Even though the rising appeal of right-wing populists is clearly visible in the recent European elections, their direct impact will remain mostly at the national level; low electoral thresholds allowed various European right populist parties to win seats. This has attracted previously unseen national media attention for parties with hitherto small national constituencies. This media attention is of lesser importance for well-established right-wing populist parties — in France, the Netherlands, or Austria, for example — but a boost for those still without representation in national and regional parliaments (e.g. in England and Germany).
Euro-sceptic parties will not directly challenge the process of European Integration despite their increased vote share in the European Parliament. They will remain a divided minority, one that can hardly compete with the established pro-European parties that continue to win 75% of the votes on the European level.

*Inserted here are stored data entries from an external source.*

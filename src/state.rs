use crate::{config::Config, session::SessionSigner, stores::Stores};

#[derive(Clone)]
pub struct AppState {
    /// Application configuration.
    pub config: Config,
    /// Session token mint/verify.
    pub session: SessionSigner,
    /// In-memory data stores.
    pub stores: Stores,
}
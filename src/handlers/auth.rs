//! Credential-based authentication with signed session tokens.
//!
//! Flow:
//! 1. User registers with email + password; the password is stored salted
//!    and hashed, never in plaintext
//! 2. Register and login both mint an HMAC-signed token carrying the user id
//! 3. The token is returned in the body (for `Authorization: Bearer` use)
//!    and set as an httpOnly cookie, so browser and CLI clients both work
//! 4. GET /auth/refresh re-mints a token for an authenticated caller
//! 5. Logout clears the cookie; tokens are stateless, so a copy held
//!    elsewhere stays valid until clients discard it
//!
//! Endpoints:
//! - POST /auth/register - Create an account and start a session
//! - POST /auth/login - Start a session with existing credentials
//! - POST /auth/logout - Clear the session cookie
//! - GET /auth/me - The current user, or null when anonymous
//! - GET /auth/refresh - Re-issue a token for the active session

use axum::{
    Json, Router, debug_handler,
    extract::State,
    http::StatusCode,
    response::IntoResponse,
    routing::{get, post},
};
use axum_extra::extract::cookie::{Cookie, CookieJar, SameSite};
use garde::Validate;

use crate::api::{AuthResponse, LoginPayload, MeResponse, OkResponse, RegisterPayload, UserInfo};
use crate::config::Config;
use crate::error::{AppError, AppJson};
use crate::middleware::auth::AuthUser;
use crate::models::Role;
use crate::session::SESSION_COOKIE;
use crate::state::AppState;

pub fn router() -> Router<AppState> {
    Router::new()
        .route("/register", post(register))
        .route("/login", post(login))
        .route("/logout", post(logout))
        .route("/me", get(get_me))
        .route("/refresh", get(refresh))
}

/// Session cookie mirroring the bearer token. `secure` only in production so
/// local plain-HTTP development keeps working.
fn session_cookie(config: &Config, token: String) -> Cookie<'static> {
    Cookie::build((SESSION_COOKIE, token))
        .http_only(true)
        .same_site(SameSite::Lax)
        .path("/")
        .secure(config.is_production())
        .build()
}

#[debug_handler]
async fn register(
    State(state): State<AppState>,
    jar: CookieJar,
    AppJson(payload): AppJson<RegisterPayload>,
) -> Result<impl IntoResponse, AppError> {
    payload
        .validate()
        .map_err(|e| AppError::Validation(e.to_string()))?;

    let user = state
        .stores
        .users
        .create(&payload.email, &payload.password, Role::User)
        .await?
        .ok_or(AppError::Conflict("User already exists"))?;

    let token = state.session.mint(user.id)?;
    let jar = jar.add(session_cookie(&state.config, token.clone()));

    tracing::info!(user_id = %user.id, email = %user.email, "user registered");

    Ok((
        StatusCode::CREATED,
        jar,
        Json(AuthResponse {
            token,
            user: UserInfo::from(&user),
        }),
    ))
}

#[debug_handler]
async fn login(
    State(state): State<AppState>,
    jar: CookieJar,
    AppJson(payload): AppJson<LoginPayload>,
) -> Result<impl IntoResponse, AppError> {
    payload
        .validate()
        .map_err(|e| AppError::Validation(e.to_string()))?;

    let Some(user) = state
        .stores
        .users
        .authenticate(&payload.email, &payload.password)
        .await?
    else {
        tracing::warn!(email = %payload.email, "login failed: invalid credentials");
        return Err(AppError::Authentication("Invalid credentials"));
    };

    let token = state.session.mint(user.id)?;
    let jar = jar.add(session_cookie(&state.config, token.clone()));

    tracing::info!(user_id = %user.id, "user logged in");

    Ok((
        jar,
        Json(AuthResponse {
            token,
            user: UserInfo::from(&user),
        }),
    ))
}

/// Clearing the cookie is all a logout can do here: tokens are stateless,
/// so a bearer copy stays valid until the client discards it.
#[debug_handler]
async fn logout(jar: CookieJar) -> impl IntoResponse {
    let jar = jar.remove(Cookie::build(SESSION_COOKIE).path("/").build());

    (jar, Json(OkResponse { ok: true }))
}

#[debug_handler(state = AppState)]
async fn get_me(user: Option<AuthUser>) -> impl IntoResponse {
    Json(MeResponse {
        user: user.map(|auth| UserInfo::from(&auth.user)),
    })
}

#[debug_handler]
async fn refresh(
    user: Option<AuthUser>,
    State(state): State<AppState>,
    jar: CookieJar,
) -> Result<impl IntoResponse, AppError> {
    let AuthUser { user } = user.ok_or(AppError::Authentication("No active session"))?;

    let token = state.session.mint(user.id)?;
    let jar = jar.add(session_cookie(&state.config, token.clone()));

    tracing::info!(user_id = %user.id, "session refreshed");

    Ok((
        jar,
        Json(AuthResponse {
            token,
            user: UserInfo::from(&user),
        }),
    ))
}
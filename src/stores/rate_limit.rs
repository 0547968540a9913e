//! Fixed-window rate limiting.

use std::collections::HashMap;
use std::sync::{Mutex, MutexGuard};

use anyhow::Result;
use async_trait::async_trait;
use chrono::{DateTime, Duration, Utc};

/// Rate limiter trait for counting hits per key.
#[cfg_attr(test, mockall::automock)]
#[async_trait]
pub trait RateLimiter: Send + Sync {
    /// Count a hit against `key` within a fixed window. The first hit of a
    /// window fixes its end at `now + window`; a hit at or past the end
    /// starts a fresh window. Denied hits are not counted. `now` is passed
    /// in so callers and tests control the clock.
    async fn check(
        &self,
        key: &str,
        limit: u32,
        window: Duration,
        now: DateTime<Utc>,
    ) -> Result<RateLimitDecision>;
}

/// Result of a rate limit check.
#[derive(Debug, Clone, PartialEq, Eq)]
pub enum RateLimitDecision {
    /// Under the limit; the hit was counted.
    Allowed {
        remaining: u32,
        reset_at: DateTime<Utc>,
    },
    /// Over the limit; the hit was not counted.
    Exceeded { reset_at: DateTime<Utc> },
}

impl RateLimitDecision {
    pub fn is_allowed(&self) -> bool {
        matches!(self, RateLimitDecision::Allowed { .. })
    }

    /// Seconds until the window resets, rounded up and never below one.
    /// This is the value for the Retry-After header.
    pub fn retry_after_secs(&self, now: DateTime<Utc>) -> u64 {
        let reset_at = match self {
            RateLimitDecision::Allowed { reset_at, .. } => *reset_at,
            RateLimitDecision::Exceeded { reset_at } => *reset_at,
        };
        let millis = (reset_at - now).num_milliseconds().max(0) as u64;
        millis.div_ceil(1000).max(1)
    }
}

#[derive(Debug, Clone)]
struct Bucket {
    count: u32,
    reset_at: DateTime<Utc>,
}

/// In-memory implementation of RateLimiter.
pub struct MemoryRateLimiter {
    buckets: Mutex<HashMap<String, Bucket>>,
}

impl MemoryRateLimiter {
    pub fn new() -> Self {
        Self {
            buckets: Mutex::new(HashMap::new()),
        }
    }

    fn lock(&self) -> Result<MutexGuard<'_, HashMap<String, Bucket>>> {
        self.buckets
            .lock()
            .map_err(|_| anyhow::anyhow!("rate limiter lock poisoned"))
    }
}

impl Default for MemoryRateLimiter {
    fn default() -> Self {
        Self::new()
    }
}

#[async_trait]
impl RateLimiter for MemoryRateLimiter {
    async fn check(
        &self,
        key: &str,
        limit: u32,
        window: Duration,
        now: DateTime<Utc>,
    ) -> Result<RateLimitDecision> {
        let mut buckets = self.lock()?;

        match buckets.get_mut(key) {
            Some(bucket) if now < bucket.reset_at => {
                if bucket.count >= limit {
                    return Ok(RateLimitDecision::Exceeded {
                        reset_at: bucket.reset_at,
                    });
                }
                bucket.count += 1;
                Ok(RateLimitDecision::Allowed {
                    remaining: limit.saturating_sub(bucket.count),
                    reset_at: bucket.reset_at,
                })
            }
            _ => {
                let reset_at = now + window;
                buckets.insert(
                    key.to_string(),
                    Bucket {
                        count: 1,
                        reset_at,
                    },
                );
                Ok(RateLimitDecision::Allowed {
                    remaining: limit.saturating_sub(1),
                    reset_at,
                })
            }
        }
    }
}
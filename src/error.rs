use axum::{
    Json,
    extract::{FromRequest, Request, rejection::JsonRejection},
    http::{StatusCode, header},
    response::{IntoResponse, Response},
};
use serde_json::json;

#[derive(Debug)]
pub enum AppError {
    /// Internal errors - logged but return generic 500 to user
    Internal(anyhow::Error),
    /// Malformed or rejected input - message is safe to show
    Validation(String),
    /// Missing or invalid session
    Authentication(&'static str),
    /// Authenticated but not allowed (closed window, missing vote, admins only)
    Authorization(&'static str),
    /// Unknown poll or comment id
    NotFound(&'static str),
    /// Request conflicts with current state (duplicate email, duplicate vote)
    Conflict(&'static str),
    /// Over a rate limit - carries the window reset for the Retry-After header
    RateLimited {
        message: &'static str,
        retry_after_secs: u64,
    },
}

impl IntoResponse for AppError {
    fn into_response(self) -> Response {
        let (status, message) = match self {
            AppError::Internal(err) => {
                tracing::error!("internal error: {:?}", err);
                (
                    StatusCode::INTERNAL_SERVER_ERROR,
                    "Internal server error".to_string(),
                )
            }
            AppError::Validation(msg) => (StatusCode::BAD_REQUEST, msg),
            AppError::Authentication(msg) => (StatusCode::UNAUTHORIZED, msg.to_string()),
            AppError::Authorization(msg) => (StatusCode::FORBIDDEN, msg.to_string()),
            AppError::NotFound(msg) => (StatusCode::NOT_FOUND, msg.to_string()),
            AppError::Conflict(msg) => (StatusCode::CONFLICT, msg.to_string()),
            AppError::RateLimited {
                message,
                retry_after_secs,
            } => {
                return (
                    StatusCode::TOO_MANY_REQUESTS,
                    [(header::RETRY_AFTER, retry_after_secs.to_string())],
                    Json(json!({ "error": message })),
                )
                    .into_response();
            }
        };

        (status, Json(json!({ "error": message }))).into_response()
    }
}

impl<E> From<E> for AppError
where
    E: Into<anyhow::Error>,
{
    fn from(err: E) -> Self {
        Self::Internal(err.into())
    }
}

/// JSON body extractor that reports parse failures as 400 instead of
/// axum's default 422, keeping every error on the `{"error": ...}` shape.
pub struct AppJson<T>(pub T);

impl<S, T> FromRequest<S> for AppJson<T>
where
    Json<T>: FromRequest<S, Rejection = JsonRejection>,
    S: Send + Sync,
{
    type Rejection = AppError;

    async fn from_request(req: Request, state: &S) -> Result<Self, Self::Rejection> {
        let Json(value) = Json::<T>::from_request(req, state)
            .await
            .map_err(|rejection| AppError::Validation(rejection.body_text()))?;

        Ok(Self(value))
    }
}
use thiserror::Error;

/// Errors raised while compiling a format description. Each one aborts
/// generation for the whole compilation unit.
#[derive(Debug, Clone, PartialEq, Eq, Error)]
pub enum GenError {
    #[error("{owner}.{field}: reference to undeclared struct '{name}'")]
    UnresolvedStructReference {
        owner: String,
        field: String,
        name: String,
    },

    #[error("{owner}.{field}: unresolved integer reference '{name}'")]
    UnresolvedIntegerReference {
        owner: String,
        field: String,
        name: String,
    },

    #[error("{owner}.{field}: context '{context}' is not a parameter of '{owner}'")]
    MissingContextArgument {
        owner: String,
        field: String,
        context: String,
    },

    #[error("{owner}: declares unknown context '{context}'")]
    UnknownContext { owner: String, context: String },

    #[error("context {context}.{field}: context fields must be integers")]
    InvalidContextField { context: String, field: String },

    #[error("duplicate {kind} '{name}'")]
    DuplicateDefinition { kind: &'static str, name: String },

    #[error("{owner}: duplicate member '{name}'")]
    DuplicateMember { owner: String, name: String },

    #[error("{owner}: member name '{name}' is reserved")]
    ReservedName { owner: String, name: String },

    #[error("{owner}.{field}: '{name}' must be a generation-time constant")]
    ExpectedConstant {
        owner: String,
        field: String,
        name: String,
    },

    #[error("{owner}.{field}: value {value} does not fit in {bits} bits")]
    ConstantOutOfRange {
        owner: String,
        field: String,
        value: i64,
        bits: u32,
    },

    #[error("{owner}.{field}: empty range {low}..{high}")]
    InvalidRange {
        owner: String,
        field: String,
        low: i64,
        high: i64,
    },

    #[error("{owner}.{field}: default case must be the last case")]
    MisplacedDefault { owner: String, field: String },

    #[error("{owner}.{field}: {reason}")]
    InvalidMember {
        owner: String,
        field: String,
        reason: String,
    },

    #[error("{owner}.{field}: elements may occupy no bytes, so a count read while decoding cannot bound the array")]
    ZeroSizedElement { owner: String, field: String },

    #[error("no struct named '{name}'")]
    UnknownStruct { name: String },

    #[error("structs contain each other unconditionally: {}", cycle.join(" -> "))]
    InfiniteStruct { cycle: Vec<String> },
}

pub type GenResult<T> = Result<T, GenError>;

/// Names the struct member a generation step is working on, for diagnostics.
#[derive(Debug, Clone, Copy, PartialEq, Eq)]
pub struct Site<'a> {
    pub owner: &'a str,
    pub field: &'a str,
}

impl<'a> Site<'a> {
    pub fn new(owner: &'a str, field: &'a str) -> Self {
        Self { owner, field }
    }

    pub fn unresolved_struct(&self, name: &str) -> GenError {
        GenError::UnresolvedStructReference {
            owner: self.owner.to_string(),
            field: self.field.to_string(),
            name: name.to_string(),
        }
    }

    pub fn unresolved_integer(&self, name: impl ToString) -> GenError {
        GenError::UnresolvedIntegerReference {
            owner: self.owner.to_string(),
            field: self.field.to_string(),
            name: name.to_string(),
        }
    }

    pub fn missing_context(&self, context: &str) -> GenError {
        GenError::MissingContextArgument {
            owner: self.owner.to_string(),
            field: self.field.to_string(),
            context: context.to_string(),
        }
    }

    pub fn expected_constant(&self, name: impl ToString) -> GenError {
        GenError::ExpectedConstant {
            owner: self.owner.to_string(),
            field: self.field.to_string(),
            name: name.to_string(),
        }
    }

    pub fn invalid(&self, reason: impl Into<String>) -> GenError {
        GenError::InvalidMember {
            owner: self.owner.to_string(),
            field: self.field.to_string(),
            reason: reason.into(),
        }
    }
}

In addition, right-wing populists lack direct influence in powerful national governments, and have little impact on decisions concerning substantial steps of the European project.
However, especially in countries with a substantial right-wing populist vote (especially England and France), established parties will be tempted to regain right-wing populists’ voters by adopting parts of their Euro-sceptical agenda. Therein lies the real challenge for the European project.